With a nod to political correctness, creativity, innovation, and, I would imagine, a genuine attempt to demonstrate the need to improve business outcomes and corporate popularity by bringing more women into their fold, Intel is apparently considering offering to pay for its female employees to have their eggs frozen ‘as part of its retention and hiring strategy.’ How very futuristic of them!
Well it’s already de rigueur among companies in Silicon Valley in the US with Facebook and Apple leading the trend so I suppose it was only a matter of time before it hit good old-fashioned, turf footin,’ (my new hobby), potato pickin’ Ireland.
Now I don’t know about you readers, but in the past, when I’ve applied for a job I did it mainly because it was somewhere I wanted to work, my qualifications fit their specifications, it was close to home and, mostly because it paid well. Never, ever in any scenario, even a science fiction one (and I’m a huge Trekkie), did I think, yeah, I’d like to work for this organisation because they’re very kindly offering to provide me with an incentive scheme; a perk, if you like, where I can avail of the extremely intrusive, invasive, painful and personal procedure of having a medical specialist harvest and then freeze my eggs.
Egg freezing (or for nerdy readers, oocyte cryopreservation), is an expensive medical procedure, costing approximately €16,000. It allows a woman to have her eggs harvested, stored and replanted into her uterus at a later stage in her life, when she feels she’s ready to have children. This could likely happen at a time when her fertility is at a stage where her age and perhaps medical circumstances may have prevented her becoming pregnant naturally; and, bear in mind, for anyone thinking of having this done, there is no cast-iron guarantee that when your eggs are implanted a pregnancy will occur. Are you with me so far?
Now, according to Intel’s very capable vice president, Cork native Margaret Burgraff, “nothing is off the table,” when it comes to her employers becoming industry leaders in so-called ‘diversity hiring.’ Mind you Ms Burgraff quickly adds that she personally doesn’t want her “workplace involved” in her fertility. Smart woman. I fully agree with her.
For me, as a working woman, the use of the term ‘diversity hiring,’ to describe my gender and to refer to what is actually the potential recruitment of 51 per cent of the population is flipping derogative, downright insulting and bloody sinister with the phrase womb raiding immediately springing to my mind. I mean, come on, in my opinion, any employer who dangles the offer of this procedure in front of any female employee is pushing the boundaries too far because they are effectively telling us that women are good…we like having women on our workforce, we embrace them; but mothers, nah, mothers are bad; they interfere with progress.

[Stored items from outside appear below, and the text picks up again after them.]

//! Shared expression types for `Sort`/`Top` (a sort expression list) and
//! `NestedLoopJoin` (a single equality key pair).
//!
//! Grounded on `s3filter/op/sort.py`'s `SortExpression` (`col_index`,
//! `col_type`, `sort_order`, `col_name`).

use scanflow_core::scalar::ColType;

/// Identifies a column either by its header name or by its fixed
/// position, matching the original's `col_index` (which was, despite the
/// name, usually a column *name* against a pandas-style header).
#[derive(Debug, Clone, PartialEq, Eq)]
pub enum ColumnRef {
    Name(String),
    Index(usize),
}

impl ColumnRef {
    pub fn resolve(&self, header: &[String]) -> Option<usize> {
        match self {
            ColumnRef::Name(n) => header.iter().position(|h| h == n),
            ColumnRef::Index(i) => {
                if *i < header.len() {
                    Some(*i)
                } else {
                    None
                }
            }
        }
    }
}

#[derive(Debug, Clone, Copy, PartialEq, Eq)]
pub enum Order {
    Asc,
    Desc,
}

/// One `ORDER BY`-style expression: which column, how to cast it before
/// comparing, and in which direction.
#[derive(Debug, Clone)]
pub struct SortExpr {
    pub column: ColumnRef,
    pub col_type: ColType,
    pub order: Order,
    pub display_name: Option<String>,
}

impl SortExpr {
    pub fn new(column: ColumnRef, col_type: ColType, order: Order) -> Self {
        Self {
            column,
            col_type,
            order,
            display_name: None,
        }
    }

    pub fn with_display_name(mut self, name: impl Into<String>) -> Self {
        self.display_name = Some(name.into());
        self
    }
}

/// A single equality join key pair, left column against right column.
#[derive(Debug, Clone)]
pub struct JoinExpr {
    pub left: ColumnRef,
    pub right: ColumnRef,
}

impl JoinExpr {
    pub fn new(left: ColumnRef, right: ColumnRef) -> Self {
        Self { left, right }
    }
}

Ok, look, I can see where the offer of this procedure could somewhat liberate career minded women from the shackles of wanting to get pregnant, putting blossoming careers on hold while they take maternity leave and then struggling to get back into their stride; and as a career minded woman/wife/mother myself, I can definitely relate to that line of thinking; but dear God, haven’t we got enough problems already without a sinister directive coming from our employers?
I remember when I joyfully announced to work colleagues that I was pregnant with my second daughter following an 11-year gap after my first pregnancy 22 years’ ago.
Now this was my choice, I was lucky enough to be able to plan both pregnancies and I empathise with those women who can’t. However, my then boss, a misogynist and himself a father of four, hit the roof. He ranted, raged and shouted at me that he’d thought I was “done with all that nonsense,” and announced he would be sending me to work in the “upstairs office, effective immediately because I am not having a pregnant woman on display in my organisation. It’s bad for business.”
As I said, that was 22 years’ ago and he wouldn’t get away with it now. I steadfastly refused to be shut away like a fairground freak and told him so by using some very colourful language. I also told him that if he pushed me I’d shame him by arriving into work each day wearing a sign that said ‘unclean’ dangling from my neck.
I believe women need to make a decision to have their families based entirely on when it’s right for them – this is what I did – and not when it suits their boss. I also believe that Apple’s statement saying, “Apple cares deeply about our employees and their families, and we are always looking at new ways our health programmes can meet their needs,” when they launched their egg freezing incentive is particularly soulless and will lead to stripping their potential female workforce of the very assets that set them apart from their male colleagues. Bosses should be reforming work practices and policies to suit women not plotting and scheming how best to keep us chained to our cubicles.